Mobilizing mast cells to reduce exacerbations

This photo illustrates a diagram of a good lung and an inflamed lung;

Researchers at Brigham and Women’s Hospital in Boston have identified the driving force behind severe inflammation in asthma. Results from their study, “Mast Cells Control Lung Type 2 Inflammation via Prostaglandin E2-Driven Soluble ST2,” were published in Immunity.

Prostaglandin E2 (PGE2) is a chemical in the human body previously thought to inhibit mast cell activation. Instead, it elicits mast cells, inhibiting inflammation by creating the molecule soluble ST2 (sST2). This molecule mitigates signs and symptoms of asthma by blocking the actions of interleukin (IL)-33. The research supports the notion that mast cells don’t merely drive inflammation, they serve a dual role in mitigating it when PGE2 is present. PGE2 is known to suppress the inflammation associated with asthma exacerbations.

“Severe asthma and sinus disease are consequences of type 2 inflammation (T2I), mediated by IL-33 signaling through its membrane-bound receptor, ST2,” the researchers wrote. “Soluble (s)ST2 reduces available IL-33 and limits T2I, but little is known about its regulation.
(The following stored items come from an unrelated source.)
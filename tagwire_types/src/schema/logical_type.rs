use crate::schema::{EnumDescriptor, MessageDescriptor};
use anyhow::{anyhow, Result};
use std::fmt;
use std::sync::{Arc, OnceLock};

/// The declared type of a field, as the schema sees it. This is richer than
/// the wire tag: it distinguishes string from binary, enum from i32, and
/// carries the element types of containers.
#[derive(Clone, Debug)]
pub enum LogicalType {
    Void,
    Bool,
    Byte,
    I16,
    I32,
    I64,
    Double,
    Str,
    Binary,
    Enum(Arc<EnumDescriptor>),
    Message(MessageRef),
    Map(Box<LogicalType>, Box<LogicalType>),
    Set(Box<LogicalType>),
    List(Box<LogicalType>),
}

impl LogicalType {
    pub fn kind_name(&self) -> &'static str {
        match self {
            Self::Void => "void",
            Self::Bool => "bool",
            Self::Byte => "byte",
            Self::I16 => "i16",
            Self::I32 => "i32",
            Self::I64 => "i64",
            Self::Double => "double",
            Self::Str => "string",
            Self::Binary => "binary",
            Self::Enum(_) => "enum",
            Self::Message(_) => "message",
            Self::Map(_, _) => "map",
            Self::Set(_) => "set",
            Self::List(_) => "list",
        }
    }

    /// Shorthand for a field referring to an already-defined message type.
    pub fn message(descriptor: &Arc<MessageDescriptor>) -> Self {
        Self::Message(MessageRef::bound(descriptor))
    }
}

/// A lazily-bound reference to a message descriptor.
///
/// Recursive and mutually-recursive schemas cannot eagerly inline their
/// field types. A ref is handed out at declaration time and bound once the
/// referent is defined; resolution happens per decode/encode, long after
/// registration has completed.
#[derive(Clone)]
pub struct MessageRef {
    name: Arc<str>,
    cell: Arc<OnceLock<Arc<MessageDescriptor>>>,
}

impl MessageRef {
    pub(crate) fn unbound(name: &str) -> Self {
        Self {
            name: Arc::from(name),
            cell: Arc::new(OnceLock::new()),
        }
    }

    pub(crate) fn bound(descriptor: &Arc<MessageDescriptor>) -> Self {
        let moi = Self::unbound(descriptor.name());
        let _ = moi.cell.set(Arc::clone(descriptor));
        moi
    }

    pub(crate) fn bind(&self, descriptor: Arc<MessageDescriptor>) -> Result<()> {
        self.cell
            .set(descriptor)
            .map_err(|_| anyhow!("Message type {} defined twice", self.name))
    }

    pub fn name(&self) -> &str {
        &self.name
    }

    pub fn get(&self) -> Option<&Arc<MessageDescriptor>> {
        self.cell.get()
    }

    pub fn is_bound(&self) -> bool {
        self.cell.get().is_some()
    }
}

impl fmt::Debug for MessageRef {
    fn fmt(&self, f: &mut fmt::Formatter<'_>) -> fmt::Result {
        f.debug_struct("MessageRef")
            .field("name", &self.name)
            .field("bound", &self.is_bound())
            .finish()
    }
}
We demonstrate that prostaglandin E2 (PGE2) drives production of sST2 to limit features of lung T2I.”

The study, which involved mouse models with airway inflammation, explored inflammation severity from the impact of deficiencies in PGE2, the loss of PGE2 receptors from mast cells and the absence of ST2 from mast cells. Researchers also noted that levels of PGE2 metabolites in urine were associated with serum sST2 levels in patients with severe asthma and nasal polyps. High serum sST2 levels were associated with less severe disease and improved lung function.
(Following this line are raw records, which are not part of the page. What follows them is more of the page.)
use crate::schema::{
    EnumDescriptor, EnumVariant, FieldDescriptor, MessageDescriptor, MessageRef, MessageShape,
};
use anyhow::{anyhow, ensure, Result};
use std::collections::HashMap;
use std::sync::Arc;

/// Append-only registry of schema descriptors, built once at process start
/// and then shared immutably.
///
/// Recursive type graphs register in two steps: [`Self::declare_message`]
/// hands out an unbound [`MessageRef`] that fields may embed, and
/// [`Self::define_message`] binds it. [`Self::ensure_resolved`] verifies no
/// declaration was left dangling before the registry is put into service.
#[derive(Default)]
pub struct SchemaRegistry {
    messages: HashMap<String, MessageRef>,
    enums: HashMap<String, Arc<EnumDescriptor>>,
}

impl SchemaRegistry {
    pub fn new() -> Self {
        Self::default()
    }

    /// A ref to the named message type, usable in field types before the
    /// type itself is defined.
    pub fn declare_message(&mut self, name: &str) -> MessageRef {
        self.messages
            .entry(name.to_owned())
            .or_insert_with(|| MessageRef::unbound(name))
            .clone()
    }

    pub fn define_message(
        &mut self,
        name: &str,
        shape: MessageShape,
        fields: Vec<FieldDescriptor>,
    ) -> Result<Arc<MessageDescriptor>> {
        let descriptor = Arc::new(MessageDescriptor::new(name, shape, fields)?);
        let msg_ref = self.declare_message(name);
        msg_ref.bind(Arc::clone(&descriptor))?;
        Ok(descriptor)
    }

    pub fn define_enum(
        &mut self,
        name: &str,
        variants: Vec<(i32, &str)>,
    ) -> Result<Arc<EnumDescriptor>> {
        ensure!(
            !self.enums.contains_key(name),
            "Enum type {} defined twice",
            name
        );
        let variants = variants
            .into_iter()
            .map(|(id, variant_name)| EnumVariant {
                id,
                name: variant_name.to_owned(),
            })
            .collect();
        let descriptor = Arc::new(EnumDescriptor::new(name, variants)?);
        self.enums.insert(name.to_owned(), Arc::clone(&descriptor));
        Ok(descriptor)
    }

    pub fn message(&self, name: &str) -> Result<Arc<MessageDescriptor>> {
        self.messages
            .get(name)
            .and_then(|r| r.get())
            .map(Arc::clone)
            .ok_or_else(|| anyhow!("Unknown message type {}", name))
    }

    pub fn enum_type(&self, name: &str) -> Result<Arc<EnumDescriptor>> {
        self.enums
            .get(name)
            .map(Arc::clone)
            .ok_or_else(|| anyhow!("Unknown enum type {}", name))
    }

    /// Fails if any declared message type was never defined.
    pub fn ensure_resolved(&self) -> Result<()> {
        for (name, msg_ref) in self.messages.iter() {
            ensure!(
                msg_ref.is_bound(),
                "Message type {} declared but never defined",
                name
            );
        }
        Ok(())
    }
}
“Mast cells likely protect against the mechanisms that drive severe inflammation under conditions of normal PGE2 generation,” researchers said. “However, when PGE2 isn’t produced sufficiently, which is common in severe asthma and nasal polyposis, the lack of mast cell-derived sST2 contributes to the severity of disease. Our findings suggest a promise in targeting PGE2 with therapeutics to alter the levels of sST2 in patients with severe asthma. They also suggest that antibodies against ST2 and IL-33, currently in clinical trials, may work best in patients with the lowest levels of PGE2 production.”

Moving forward, researchers will look at the possibility that PGE2 and sST2 levels can impact the success of new drugs, including monoclonal antibodies, which are developed for the treatment of severe asthma and nasal polyposis.